Despite a plethora of psychological, behavioral, neurological, anthropological, and linguistic studies of language acquisition, this process has not been exhaustively elucidated so far. Bloom explained language acquisition from the semantic-cognitive perspective; Tomasello construes language learning regarding interactions between humans. Chomsky’s nativist approach and Skinner’s behaviorism-based theory are milestone concepts of language learning although these approaches possess both strengths and weaknesses.

According to Burrhus Frederic Skinner, an eminent American psychologist, behaviorist, and social philosopher, language acquisition parallels learning any other behavior. He cogently proved that by providing reinforcements and various stimuli; parents control and guide the development of language skills in their children. Skinner applied the concepts of behavioral psychology and analyzed humans’ verbal behavior by using a functional approach. The scholar emphasized operant underpinnings of children’s language learning. One of his theoretical weaknesses is the underestimation of the biological contributions to human behavior. Moreover, his approach underrates the role of a child’s cognitive processes in language acquisition.

Contradicting Skinner’s viewpoints, Avram Noam Chomsky has developed an innovative approach to the process of language acquisition. He claims that “children learn language rules by deciphering them from the utterances they hear,” and their linguistic competence is congenital. Although adults often speak to children with intentional grammar errors, such as simplified shortened sentences or repeated words, children start producing correct syntactic constructions they have never heard before due to innate grammar abilities. The basic weakness of Chomsky’s theory is the ignorance of sociocultural impacts on children and their language learning processes.
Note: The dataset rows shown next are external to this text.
use bytemuck::{Pod, Zeroable};
use glam::{DAffine2, DVec2};

use crate::components::shape::{Color, Shape, Stroke};

/// Per-instance circle data for instanced rendering of the orbit field.
/// 3 floats = 12 bytes stride.
#[repr(C)]
#[derive(Debug, Clone, Copy, Default, PartialEq, Pod, Zeroable)]
pub struct CircleInstance {
    pub x: f32,
    pub y: f32,
    pub radius: f32,
}

impl CircleInstance {
    pub const FLOATS: usize = 3;
    pub const STRIDE_BYTES: usize = Self::FLOATS * 4;

    pub fn new(center: DVec2, radius: f64) -> Self {
        Self {
            x: center.x as f32,
            y: center.y as f32,
            radius: radius as f32,
        }
    }

    pub fn center(&self) -> DVec2 {
        DVec2::new(self.x as f64, self.y as f64)
    }
}

/// Coordinate space a draw item is expressed in.
#[derive(Debug, Clone, Copy, PartialEq, Eq)]
pub enum Space {
    /// Pixels, origin top-left, Y down.
    Surface,
    /// Scene units, drawn under the list's world matrix.
    World,
}

/// A single shape with its paint.
#[derive(Debug, Clone, Copy, PartialEq)]
pub struct DrawCommand {
    pub space: Space,
    pub shape: Shape,
    pub fill: Option<Color>,
    pub stroke: Option<Stroke>,
}

/// A run of circle instances sharing one paint.
/// `start..end` indexes into [`DrawList::instances`].
#[derive(Debug, Clone, Copy, PartialEq)]
pub struct CircleBatch {
    pub space: Space,
    pub start: u32,
    pub end: u32,
    pub fill: Option<Color>,
    pub stroke: Option<Stroke>,
}

impl CircleBatch {
    pub fn len(&self) -> usize {
        (self.end - self.start) as usize
    }

    pub fn is_empty(&self) -> bool {
        self.start == self.end
    }
}

#[derive(Debug, Clone, Copy, PartialEq)]
pub enum DrawItem {
    Shape(DrawCommand),
    Circles(CircleBatch),
}

impl DrawItem {
    pub fn space(&self) -> Space {
        match self {
            DrawItem::Shape(cmd) => cmd.space,
            DrawItem::Circles(batch) => batch.space,
        }
    }
}

/// Ordered display list for one frame.
///
/// Items are painted in insertion order. Cleared and refilled every frame;
/// allocations are kept between frames.
#[derive(Debug, Clone)]
pub struct DrawList {
    pub items: Vec<DrawItem>,
    pub instances: Vec<CircleInstance>,
    /// Maps world-space items onto the surface.
    pub world_matrix: DAffine2,
    /// Surface-space clip rectangle as (origin, size).
    pub clip: Option<(DVec2, DVec2)>,
}

impl DrawList {
    pub fn new() -> Self {
        Self {
            items: Vec::with_capacity(16),
            instances: Vec::new(),
            world_matrix: DAffine2::IDENTITY,
            clip: None,
        }
    }

    pub fn with_instance_capacity(capacity: usize) -> Self {
        Self {
            instances: Vec::with_capacity(capacity),
            ..Self::new()
        }
    }

    pub fn clear(&mut self) {
        self.items.clear();
        self.instances.clear();
        self.world_matrix = DAffine2::IDENTITY;
        self.clip = None;
    }

    pub fn set_world_matrix(&mut self, matrix: DAffine2) {
        self.world_matrix = matrix;
    }

    pub fn set_clip(&mut self, origin: DVec2, size: DVec2) {
        self.clip = Some((origin, size));
    }

    pub fn push_shape(
        &mut self,
        space: Space,
        shape: Shape,
        fill: Option<Color>,
        stroke: Option<Stroke>,
    ) {
        self.items.push(DrawItem::Shape(DrawCommand {
            space,
            shape,
            fill,
            stroke,
        }));
    }

    /// Append a batch of circles sharing one paint.
    pub fn push_circles<I>(
        &mut self,
        space: Space,
        fill: Option<Color>,
        stroke: Option<Stroke>,
        circles: I,
    ) where
        I: IntoIterator<Item = CircleInstance>,
    {
        let start = self.instances.len() as u32;
        self.instances.extend(circles);
        let end = self.instances.len() as u32;
        self.items.push(DrawItem::Circles(CircleBatch {
            space,
            start,
            end,
            fill,
            stroke,
        }));
    }

    /// Instances belonging to `batch`.
    pub fn batch_instances(&self, batch: &CircleBatch) -> &[CircleInstance] {
        &self.instances[batch.start as usize..batch.end as usize]
    }

    pub fn shapes(&self) -> impl Iterator<Item = &DrawCommand> {
        self.items.iter().filter_map(|item| match item {
            DrawItem::Shape(cmd) => Some(cmd),
            DrawItem::Circles(_) => None,
        })
    }

    pub fn shape_count(&self) -> usize {
        self.shapes().count()
    }

    pub fn instance_count(&self) -> u32 {
        self.instances.len() as u32
    }

    /// Instance data as raw bytes, ready for a GPU vertex buffer upload.
    pub fn instance_bytes(&self) -> &[u8] {
        bytemuck::cast_slice(&self.instances)
    }
}

impl Default for DrawList {
    fn default() -> Self {
        Self::new()
    }
}

#[cfg(test)]
mod tests {
    use super::*;

    #[test]
    fn circle_instance_is_3_floats() {
        assert_eq!(std::mem::size_of::<CircleInstance>(), 12);
        assert_eq!(CircleInstance::STRIDE_BYTES, 12);
    }

    #[test]
    fn push_circles_records_range() {
        let mut list = DrawList::new();
        list.push_circles(
            Space::World,
            Some(Color::GRAY),
            None,
            [CircleInstance::new(DVec2::ZERO, 1.0); 4],
        );
        list.push_circles(
            Space::World,
            None,
            None,
            [CircleInstance::new(DVec2::ONE, 2.0); 2],
        );
        list.push_circles(Space::World, None, None, std::iter::empty());
        let batches: Vec<_> = list
            .items
            .iter()
            .filter_map(|i| match i {
                DrawItem::Circles(b) => Some(*b),
                _ => None,
            })
            .collect();
        assert_eq!((batches[0].start, batches[0].end), (0, 4));
        assert_eq!((batches[1].start, batches[1].end), (4, 6));
        assert_eq!(list.batch_instances(&batches[1])[0].radius, 2.0);
        assert_eq!(list.instance_count(), 6);

        assert_eq!(batches[0].len(), 4);
        assert_eq!(batches[1].len(), 2);
        assert!(!batches[1].is_empty());
        // a fully culled batch is still recorded, just empty
        assert_eq!((batches[2].start, batches[2].end), (6, 6));
        assert!(batches[2].is_empty());
        assert!(list.batch_instances(&batches[2]).is_empty());
    }

    #[test]
    fn instance_bytes_match_stride() {
        let mut list = DrawList::new();
        list.push_circles(
            Space::World,
            None,
            None,
            [CircleInstance::new(DVec2::new(1.0, 2.0), 3.0)],
        );
        let bytes = list.instance_bytes();
        assert_eq!(bytes.len(), CircleInstance::STRIDE_BYTES);
        let floats: &[f32] = bytemuck::cast_slice(bytes);
        assert_eq!(floats, &[1.0, 2.0, 3.0]);
    }

    #[test]
    fn clear_resets_everything() {
        let mut list = DrawList::new();
        list.set_clip(DVec2::ZERO, DVec2::ONE);
        list.set_world_matrix(DAffine2::from_scale(DVec2::splat(2.0)));
        list.push_shape(Space::Surface, Shape::line(DVec2::ZERO, DVec2::ONE), None, None);
        list.clear();
        assert!(list.items.is_empty());
        assert!(list.clip.is_none());
        assert_eq!(list.world_matrix, DAffine2::IDENTITY);
        assert_eq!(list.shape_count(), 0);
    }
}
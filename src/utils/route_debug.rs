use actix_web::{get, HttpResponse, Responder};

pub const ROUTES: [&str; 5] = [
    "GET /health",
    "GET /metrics",
    "GET /api/markets",
    "GET /api/radar",
    "GET /debug/routes", // This route
];

#[get("/debug/routes")]
pub async fn dump_routes() -> impl Responder {
    HttpResponse::Ok().json(ROUTES)
}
Language acquisition is a multi-step and long-term process of developing language skills that assure the satisfaction of humans’ communication needs. Children’s utterances are the results of mental and cognitive processes characterized by specific goals, motives, and hierarchical structure. The development of language skills in children is mediated by the aggregate of all mechanisms of the human brain, including perceptual, imitative, cognitive, and stimuli-caused. Also, influences exerted by the external environment and social interactions on language acquisition are undeniable.